Originally from Europe, this little flower joins the herds of little five-petaled flowers in our fields. The minimalistic leaflets are dark green, shiny, and somewhat leathery. This plant was growing in a grassy area in Highland Park, where it was blooming in the middle of June.
Gray describes the genus (which is large and varied) and the species:
POTENTÍLLA L. CINQEFOIL. FIVE-FINGER. Calyx flat, deeply 5-cleft, with as many bractlets at the sinuses, thus appearing 10-cleft. Petals 5, usually roundish. Stamens many. Achenes many, collected in a head on the dry mostly pubescent or hairy receptacle; styles lateral or terminal, deciduous. Radicle superior. — Herbs, or rarely shrubs, with compound leaves, and solitary or cymose flowers; their parts rarely in fours. (Name a diminutive from potens, powerful, originally applied to P. Anserina, from its once reputed medicinal powers.)
Styles filiform, not glandular at base; inflorescence cymose.

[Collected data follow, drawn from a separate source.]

//! BLE Scanner Module
//!
//! Time-bounded discovery of robot peripherals. Each scan window starts from
//! an empty registry and publishes the full list every time it grows.

use crate::domain::models::{ConnectionStatus, PeripheralIdentity, ScanSnapshot};
use crate::domain::registry::DeviceRegistry;
use crate::infrastructure::bluetooth::error::BleError;
use crate::infrastructure::bluetooth::status::StatusHub;
use crate::infrastructure::bluetooth::transport::{BleTransport, TransportEvent};
use std::sync::atomic::{AtomicU64, Ordering};
use std::sync::{Arc, Mutex as StdMutex};
use std::time::Duration;
use tokio::sync::{broadcast, Mutex};
use tokio::task::JoinHandle;
use tracing::{debug, info, warn};

/// What a call to [`BleScanner::start`] ended up doing.
#[derive(Debug, Clone, Copy, PartialEq, Eq)]
pub enum ScanOutcome {
    Started,
    /// A scan was already running and has been stopped instead.
    Stopped,
}

struct ScanSession {
    id: u64,
    pump: JoinHandle<()>,
    timer: JoinHandle<()>,
}

struct ScanInner {
    transport: Arc<dyn BleTransport>,
    status: Arc<StatusHub>,
    registry: StdMutex<DeviceRegistry>,
    snapshots: broadcast::Sender<ScanSnapshot>,
    window: Duration,
    session: Mutex<Option<ScanSession>>,
    next_id: AtomicU64,
}

/// BLE Scanner for discovering robots
pub struct BleScanner {
    inner: Arc<ScanInner>,
}

impl BleScanner {
    /// Create a new scanner
    ///
    /// # Arguments
    /// * `window` - How long a scan runs before stopping on its own
    /// * `snapshot_capacity` - Snapshots buffered per lagging subscriber
    pub fn new(
        transport: Arc<dyn BleTransport>,
        status: Arc<StatusHub>,
        window: Duration,
        snapshot_capacity: usize,
    ) -> Self {
        let (snapshots, _) = broadcast::channel(snapshot_capacity.max(1));
        Self {
            inner: Arc::new(ScanInner {
                transport,
                status,
                registry: StdMutex::new(DeviceRegistry::new()),
                snapshots,
                window,
                session: Mutex::new(None),
                next_id: AtomicU64::new(1),
            }),
        }
    }

    /// Start scanning, or stop the running scan.
    pub async fn start(&self) -> Result<ScanOutcome, BleError> {
        let mut session = self.inner.session.lock().await;

        if let Some(running) = session.take() {
            info!("Scan already running, stopping it");
            running.timer.abort();
            self.inner.finish(running.pump).await?;
            return Ok(ScanOutcome::Stopped);
        }

        if !self.inner.transport.radio_enabled().await {
            warn!("Cannot scan: Bluetooth radio is off");
            return Err(BleError::RadioUnavailable);
        }

        let link = self.inner.status.link();
        if link.is_establishing() {
            warn!("Cannot scan while link is {:?}", link);
            return Err(BleError::RadioBusy(link));
        }

        // Subscribe first so no advertisement slips between start and pump
        let events = self.inner.transport.events();
        self.inner.transport.start_scan().await?;

        self.inner.reset_registry();
        self.inner.status.publish_scan(ConnectionStatus::Scanning);

        let id = self.inner.next_id.fetch_add(1, Ordering::SeqCst);
        let window = self.inner.window;
        info!("Starting BLE scan #{} for {:?}", id, window);

        let pump = tokio::spawn(Arc::clone(&self.inner).pump(events));
        let timer = tokio::spawn({
            let inner = Arc::clone(&self.inner);
            async move {
                tokio::time::sleep(window).await;
                inner.expire(id).await;
            }
        });

        *session = Some(ScanSession { id, pump, timer });
        Ok(ScanOutcome::Started)
    }

    /// Stop scanning. A no-op when idle.
    pub async fn stop(&self) -> Result<(), BleError> {
        let mut session = self.inner.session.lock().await;
        match session.take() {
            Some(running) => {
                info!("Stopping BLE scan #{}", running.id);
                running.timer.abort();
                self.inner.finish(running.pump).await
            }
            None => Ok(()),
        }
    }

    /// Check if currently scanning
    pub async fn is_scanning(&self) -> bool {
        self.inner.session.lock().await.is_some()
    }

    pub fn subscribe(&self) -> broadcast::Receiver<ScanSnapshot> {
        self.inner.snapshots.subscribe()
    }

    /// Devices found since the last scan start.
    pub fn snapshot(&self) -> ScanSnapshot {
        self.inner.lock_registry().snapshot()
    }
}

impl Drop for BleScanner {
    fn drop(&mut self) {
        if let Ok(mut session) = self.inner.session.try_lock() {
            if let Some(running) = session.take() {
                running.timer.abort();
                running.pump.abort();
            }
        }
    }
}

impl ScanInner {
    fn lock_registry(&self) -> std::sync::MutexGuard<'_, DeviceRegistry> {
        self.registry
            .lock()
            .unwrap_or_else(|poisoned| poisoned.into_inner())
    }

    fn reset_registry(&self) {
        let snapshot = {
            let mut registry = self.lock_registry();
            registry.clear();
            registry.snapshot()
        };
        let _ = self.snapshots.send(snapshot);
    }

    fn admit(&self, device: PeripheralIdentity) {
        let (snapshot, found) = {
            let mut registry = self.lock_registry();
            if !registry.admit(device.clone()) {
                return;
            }
            (registry.snapshot(), registry.len())
        };
        info!(
            "Discovered {} ({}), {} device(s) so far",
            device.display_name(),
            device.address,
            found
        );
        let _ = self.snapshots.send(snapshot);
    }

    async fn pump(self: Arc<Self>, mut events: broadcast::Receiver<TransportEvent>) {
        loop {
            match events.recv().await {
                Ok(TransportEvent::Discovered(device)) => self.admit(device),
                Ok(_) => {}
                Err(broadcast::error::RecvError::Lagged(missed)) => {
                    warn!("Scanner lagged, {} transport events skipped", missed);
                }
                Err(broadcast::error::RecvError::Closed) => break,
            }
        }
    }

    /// Auto-stop at the end of the window.
    async fn expire(&self, id: u64) {
        let mut session = self.session.lock().await;
        if session.as_ref().map(|s| s.id) != Some(id) {
            return;
        }
        if let Some(running) = session.take() {
            info!("Scan #{} window elapsed", id);
            // Leave the timer handle alone: it is the task running this.
            if let Err(e) = self.finish(running.pump).await {
                warn!("Failed to stop scan: {}", e);
            }
        }
    }

    async fn finish(&self, pump: JoinHandle<()>) -> Result<(), BleError> {
        pump.abort();
        let result = self.transport.stop_scan().await;
        if !self.status.publish_scan(ConnectionStatus::Disconnected) {
            debug!("Scan ended while a link is active, status left untouched");
        }
        result
    }
}

#[cfg(test)]
mod tests {
    use super::*;
    use crate::domain::models::DeviceAddress;
    use crate::infrastructure::bluetooth::simulated::SimulatedTransport;

    fn setup(window_ms: u64) -> (Arc<SimulatedTransport>, Arc<StatusHub>, BleScanner) {
        let sim = Arc::new(SimulatedTransport::robot());
        let status = Arc::new(StatusHub::new(32));
        let scanner = BleScanner::new(
            sim.clone(),
            status.clone(),
            Duration::from_millis(window_ms),
            32,
        );
        (sim, status, scanner)
    }

    fn robot(raw: u64) -> PeripheralIdentity {
        PeripheralIdentity::new(DeviceAddress::new(raw), Some(format!("robot-{}", raw)))
    }

    async fn settle() {
        for _ in 0..10 {
            tokio::task::yield_now().await;
        }
    }

    #[tokio::test]
    async fn test_start_publishes_full_snapshots() {
        let (sim, status, scanner) = setup(10_000);
        let mut status_rx = status.subscribe();
        let mut snapshots = scanner.subscribe();

        assert_eq!(scanner.start().await.unwrap(), ScanOutcome::Started);
        assert_eq!(status_rx.recv().await.unwrap(), ConnectionStatus::Scanning);
        assert!(snapshots.recv().await.unwrap().is_empty());

        sim.advertise(robot(1));
        sim.advertise(robot(2));
        sim.advertise(robot(1));
        settle().await;

        assert_eq!(snapshots.recv().await.unwrap().len(), 1);
        let full = snapshots.recv().await.unwrap();
        assert_eq!(
            full.iter().map(|d| d.address.as_u64()).collect::<Vec<_>>(),
            vec![1, 2]
        );
        assert!(snapshots.try_recv().is_err());
    }

    #[tokio::test]
    async fn test_start_toggles_and_stop_is_noop_when_idle() {
        let (sim, status, scanner) = setup(10_000);

        scanner.stop().await.unwrap();
        assert_eq!(status.current(), ConnectionStatus::Uninitialized);

        assert_eq!(scanner.start().await.unwrap(), ScanOutcome::Started);
        assert_eq!(scanner.start().await.unwrap(), ScanOutcome::Stopped);
        assert!(!scanner.is_scanning().await);
        assert!(!sim.is_scanning());
        assert_eq!(status.current(), ConnectionStatus::Disconnected);
    }

    #[tokio::test]
    async fn test_radio_off_changes_nothing() {
        let (sim, status, scanner) = setup(10_000);
        sim.set_radio_enabled(false);

        assert_eq!(scanner.start().await, Err(BleError::RadioUnavailable));
        assert!(!scanner.is_scanning().await);
        assert_eq!(status.current(), ConnectionStatus::Uninitialized);
    }

    #[tokio::test]
    async fn test_refused_while_connecting() {
        let (_sim, status, scanner) = setup(10_000);
        status.publish_link(ConnectionStatus::ServiceDiscovery);

        assert_eq!(
            scanner.start().await,
            Err(BleError::RadioBusy(ConnectionStatus::ServiceDiscovery))
        );
    }

    #[tokio::test]
    async fn test_restart_resets_registry() {
        let (sim, _status, scanner) = setup(10_000);

        scanner.start().await.unwrap();
        sim.advertise(robot(5));
        settle().await;
        assert_eq!(scanner.snapshot().len(), 1);

        scanner.stop().await.unwrap();
        scanner.start().await.unwrap();
        assert!(scanner.snapshot().is_empty());
    }

    #[tokio::test(start_paused = true)]
    async fn test_auto_stop_after_window() {
        let (sim, status, scanner) = setup(10_000);
        let mut status_rx = status.subscribe();

        scanner.start().await.unwrap();
        assert_eq!(status_rx.recv().await.unwrap(), ConnectionStatus::Scanning);

        tokio::time::sleep(Duration::from_millis(9_999)).await;
        assert!(scanner.is_scanning().await);
        assert!(status_rx.try_recv().is_err());

        tokio::time::sleep(Duration::from_millis(2)).await;
        settle().await;
        assert!(!scanner.is_scanning().await);
        assert!(!sim.is_scanning());
        assert_eq!(status_rx.try_recv().unwrap(), ConnectionStatus::Disconnected);
    }

    #[tokio::test(start_paused = true)]
    async fn test_stop_cancels_auto_stop() {
        let (_sim, status, scanner) = setup(10_000);
        let mut status_rx = status.subscribe();

        scanner.start().await.unwrap();
        tokio::time::sleep(Duration::from_secs(3)).await;
        scanner.stop().await.unwrap();
        assert_eq!(status_rx.recv().await.unwrap(), ConnectionStatus::Scanning);
        assert_eq!(status_rx.recv().await.unwrap(), ConnectionStatus::Disconnected);

        // A second scan must not be cut short by the first one's timer
        scanner.start().await.unwrap();
        tokio::time::sleep(Duration::from_secs(8)).await;
        settle().await;
        assert!(scanner.is_scanning().await);
        assert_eq!(status_rx.recv().await.unwrap(), ConnectionStatus::Scanning);
        assert!(status_rx.try_recv().is_err());
    }
}
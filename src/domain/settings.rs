use crate::infrastructure::bluetooth::protocol::MIN_FRAME_LEN;
use serde::{Deserialize, Serialize};
use std::fs;
use std::path::{Path, PathBuf};
use std::time::Duration;

#[derive(Debug, Clone, Serialize, Deserialize)]
pub struct LogSettings {
    #[serde(default = "default_level")]
    pub level: String, // "trace", "debug", "info", "warn", "error"
    /// Level for this crate's own events, on top of `level`.
    #[serde(default = "default_link_level")]
    pub link_level: String,
    #[serde(default = "default_false")]
    pub file_logging_enabled: bool,
    #[serde(default = "default_true")]
    pub console_logging_enabled: bool,
    #[serde(default = "default_log_dir")]
    pub log_dir: String,
    #[serde(default = "default_prefix")]
    pub file_name_prefix: String,
    #[serde(default = "default_false")]
    pub show_file_line: bool,
    #[serde(default = "default_false")]
    pub show_thread_ids: bool,
    #[serde(default = "default_true")]
    pub show_target: bool,
    #[serde(default = "default_true")]
    pub ansi_colors: bool,
    #[serde(default = "default_rotation")]
    pub rotation: String, // "daily", "hourly", "minutely", "never"
}

impl Default for LogSettings {
    fn default() -> Self {
        Self {
            level: default_level(),
            link_level: default_link_level(),
            file_logging_enabled: default_false(),
            console_logging_enabled: default_true(),
            log_dir: default_log_dir(),
            file_name_prefix: default_prefix(),
            show_file_line: default_false(),
            show_thread_ids: default_false(),
            show_target: default_true(),
            ansi_colors: default_true(),
            rotation: default_rotation(),
        }
    }
}

fn default_level() -> String {
    "info".to_string()
}
fn default_link_level() -> String {
    "debug".to_string()
}
fn default_true() -> bool {
    true
}
fn default_false() -> bool {
    false
}
fn default_log_dir() -> String {
    "logs".to_string()
}
fn default_prefix() -> String {
    "hover_robot_link".to_string()
}
fn default_rotation() -> String {
    "daily".to_string()
}

/// Tunables of the BLE link. Wire identifiers are not configurable.
#[derive(Debug, Clone, Serialize, Deserialize)]
pub struct LinkSettings {
    #[serde(default = "default_scan_window_ms")]
    pub scan_window_ms: u64,
    /// Shortest notification accepted as a telemetry frame.
    #[serde(default = "default_min_frame_len")]
    pub min_frame_len: usize,
    #[serde(default = "default_stream_capacity")]
    pub status_capacity: usize,
    #[serde(default = "default_stream_capacity")]
    pub snapshot_capacity: usize,
    #[serde(default = "default_telemetry_capacity")]
    pub telemetry_capacity: usize,
    /// Settings commands allowed to wait behind an outstanding write.
    #[serde(default = "default_max_pending")]
    pub max_pending_must_deliver: usize,

    // Used by the command line runner only
    #[serde(default = "default_device_name")]
    pub target_device_name: String,
    #[serde(default = "default_true")]
    pub connect_after_scan: bool,
}

impl Default for LinkSettings {
    fn default() -> Self {
        Self {
            scan_window_ms: default_scan_window_ms(),
            min_frame_len: default_min_frame_len(),
            status_capacity: default_stream_capacity(),
            snapshot_capacity: default_stream_capacity(),
            telemetry_capacity: default_telemetry_capacity(),
            max_pending_must_deliver: default_max_pending(),
            target_device_name: default_device_name(),
            connect_after_scan: default_true(),
        }
    }
}

fn default_scan_window_ms() -> u64 {
    10_000
}
fn default_min_frame_len() -> usize {
    MIN_FRAME_LEN
}
fn default_stream_capacity() -> usize {
    64
}
fn default_telemetry_capacity() -> usize {
    256
}
fn default_max_pending() -> usize {
    16
}
fn default_device_name() -> String {
    "HoverRobot".to_string()
}

/// Runtime configuration handed to the Bluetooth service.
#[derive(Debug, Clone)]
pub struct LinkConfig {
    pub scan_window: Duration,
    pub min_frame_len: usize,
    pub status_capacity: usize,
    pub snapshot_capacity: usize,
    pub telemetry_capacity: usize,
    pub max_pending_must_deliver: usize,
}

impl Default for LinkConfig {
    fn default() -> Self {
        LinkConfig::from(&LinkSettings::default())
    }
}

impl From<&LinkSettings> for LinkConfig {
    fn from(s: &LinkSettings) -> Self {
        // Zero capacities would make tokio's broadcast channel panic
        Self {
            scan_window: Duration::from_millis(s.scan_window_ms),
            min_frame_len: s.min_frame_len,
            status_capacity: s.status_capacity.max(1),
            snapshot_capacity: s.snapshot_capacity.max(1),
            telemetry_capacity: s.telemetry_capacity.max(1),
            max_pending_must_deliver: s.max_pending_must_deliver.max(1),
        }
    }
}

#[derive(Debug, Clone, Default, Serialize, Deserialize)]
pub struct Settings {
    #[serde(default)]
    pub link: LinkSettings,

    // Logging Settings
    #[serde(default)]
    pub log_settings: LogSettings,
}

pub struct SettingsService {
    settings: Settings,
    settings_path: PathBuf,
}

impl SettingsService {
    pub fn new() -> anyhow::Result<Self> {
        let settings_path = Self::get_settings_path()?;
        Ok(Self::from_path(settings_path))
    }

    /// Loads settings from `path`, falling back to defaults when the file is
    /// missing or unreadable.
    pub fn from_path(settings_path: PathBuf) -> Self {
        let settings = Self::load_from_file(&settings_path).unwrap_or_default();
        Self {
            settings,
            settings_path,
        }
    }

    fn get_settings_path() -> anyhow::Result<PathBuf> {
        let mut path = dirs::config_dir()
            .ok_or_else(|| anyhow::anyhow!("Could not determine config directory"))?;
        path.push("HoverRobotLink");
        fs::create_dir_all(&path)?;
        path.push("settings.json");
        Ok(path)
    }

    fn load_from_file(path: &Path) -> anyhow::Result<Settings> {
        let contents = fs::read_to_string(path)?;
        let settings = serde_json::from_str(&contents)?;
        Ok(settings)
    }

    pub fn save(&self) -> anyhow::Result<()> {
        let json = serde_json::to_string_pretty(&self.settings)?;
        fs::write(&self.settings_path, json)?;
        Ok(())
    }

    pub fn get(&self) -> &Settings {
        &self.settings
    }

    pub fn get_mut(&mut self) -> &mut Settings {
        &mut self.settings
    }

    pub fn link_config(&self) -> LinkConfig {
        LinkConfig::from(&self.settings.link)
    }
}

#[cfg(test)]
mod tests {
    use super::*;

    #[test]
    fn test_partial_file_uses_defaults() {
        let dir = tempfile::tempdir().unwrap();
        let path = dir.path().join("settings.json");
        fs::write(&path, r#"{ "link": { "scan_window_ms": 2500 } }"#).unwrap();

        let service = SettingsService::from_path(path);
        let link = &service.get().link;
        assert_eq!(link.scan_window_ms, 2500);
        assert_eq!(link.min_frame_len, 16);
        assert_eq!(service.get().log_settings.level, "info");
        assert_eq!(service.get().log_settings.link_level, "debug");
        assert_eq!(service.link_config().scan_window, Duration::from_millis(2500));
    }

    #[test]
    fn test_save_and_reload() {
        let dir = tempfile::tempdir().unwrap();
        let path = dir.path().join("settings.json");

        let mut service = SettingsService::from_path(path.clone());
        service.get_mut().link.target_device_name = "Robotito".to_string();
        service.get_mut().link.telemetry_capacity = 0;
        service.save().unwrap();

        let reloaded = SettingsService::from_path(path);
        assert_eq!(reloaded.get().link.target_device_name, "Robotito");
        assert_eq!(reloaded.link_config().telemetry_capacity, 1);
    }

    #[test]
    fn test_garbage_file_falls_back() {
        let dir = tempfile::tempdir().unwrap();
        let path = dir.path().join("settings.json");
        fs::write(&path, "not json").unwrap();

        let service = SettingsService::from_path(path);
        assert_eq!(service.get().link.scan_window_ms, 10_000);
    }
}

Style terminal; achenes glabrous; stamens 20; herbaceous perennials, with rather large yellow petals.
Leaves palmate.
Flowers in loose leafy cymes.
P. argéntea L. (SILVERY C.) Stems ascending or depressed, 1-5 dm. long, paniculately branched at the summit, many-flowered, white-woolly; leaf lets 5, wedge-oblong, almost pinnatifid, entire toward the base, with revolute margins, green above, white with silvery wool beneath; calyx white-tomentose. — Dry barren fields, etc., N. S. to Dak. and southw. to D. C. June- Sept. (Eu.)